━━ The data ━━

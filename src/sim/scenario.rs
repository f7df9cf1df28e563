//! 场景描述（scenario.json）
//!
//! 节点、到达过程、拓扑与试验参数的可序列化描述；`build` 校验后生成
//! 可直接运行的 [`Scenario`]。

use serde::{Deserialize, Serialize};

use super::dist::Dist;
use super::time::SimTime;
use super::trial::TrialConfig;
use crate::error::ConfigError;
use crate::net::{ArrivalProcess, ArrivalSpec, Network, Routing};
use crate::queue::QueueingNode;

pub const SCHEMA_VERSION: u32 = 1;

#[derive(Debug, Clone, Serialize, Deserialize)]
pub struct ScenarioSpec {
    pub schema_version: u32,
    #[serde(default)]
    pub meta: Option<ScenarioMeta>,
    pub topology: Routing,
    pub nodes: Vec<NodeSpec>,
    pub arrivals: ArrivalSpec,
    #[serde(default)]
    pub run: Option<RunSpec>,
}

#[derive(Debug, Clone, Serialize, Deserialize)]
pub struct ScenarioMeta {
    #[serde(default)]
    pub name: Option<String>,
    #[serde(default)]
    pub description: Option<String>,
}

#[derive(Debug, Clone, Serialize, Deserialize)]
pub struct NodeSpec {
    #[serde(default = "default_capacity")]
    pub capacity: usize,
    pub service: Dist,
}

fn default_capacity() -> usize {
    1
}

#[derive(Debug, Clone, Default, Serialize, Deserialize)]
pub struct RunSpec {
    #[serde(default)]
    pub total_time: Option<u64>,
    #[serde(default)]
    pub trials: Option<u64>,
    #[serde(default)]
    pub confidence: Option<f64>,
    #[serde(default)]
    pub seed: Option<u64>,
}

impl RunSpec {
    /// 未给出的字段取 `base` 中的值。
    pub fn apply(&self, base: TrialConfig) -> TrialConfig {
        TrialConfig {
            total_time: self.total_time.map(SimTime).unwrap_or(base.total_time),
            trials: self.trials.unwrap_or(base.trials),
            confidence: self.confidence.unwrap_or(base.confidence),
            seed: self.seed.unwrap_or(base.seed),
        }
    }
}

/// 已校验、可运行的场景。
#[derive(Debug, Clone)]
pub struct Scenario {
    pub name: String,
    pub network: Network,
    pub trials: TrialConfig,
}

impl Scenario {
    pub fn new(
        name: impl Into<String>,
        network: Network,
        trials: TrialConfig,
    ) -> Result<Self, ConfigError> {
        trials.validate()?;
        Ok(Self {
            name: name.into(),
            network,
            trials,
        })
    }
}

impl ScenarioSpec {
    pub fn build(&self) -> Result<Scenario, ConfigError> {
        if self.schema_version != SCHEMA_VERSION {
            return Err(ConfigError::UnsupportedSchema(self.schema_version));
        }
        let nodes = self
            .nodes
            .iter()
            .map(|n| QueueingNode::new(n.capacity, n.service))
            .collect::<Result<Vec<_>, _>>()?;
        let arrivals = ArrivalProcess::new(self.arrivals.clone())?;
        let network = Network::new(nodes, self.topology.clone(), arrivals)?;
        let trials = self
            .run
            .clone()
            .unwrap_or_default()
            .apply(TrialConfig::default());
        let name = self
            .meta
            .as_ref()
            .and_then(|m| m.name.clone())
            .unwrap_or_else(|| "scenario".to_string());
        Scenario::new(name, network, trials)
    }
}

━━━

[Exercise details]:
Gather each line in the entries above where the string "TrialConfig" is found.

[Exercise response]:
use super::trial::TrialConfig;
    pub fn apply(&self, base: TrialConfig) -> TrialConfig {
        TrialConfig {
    pub trials: TrialConfig,
        trials: TrialConfig,
            .apply(TrialConfig::default());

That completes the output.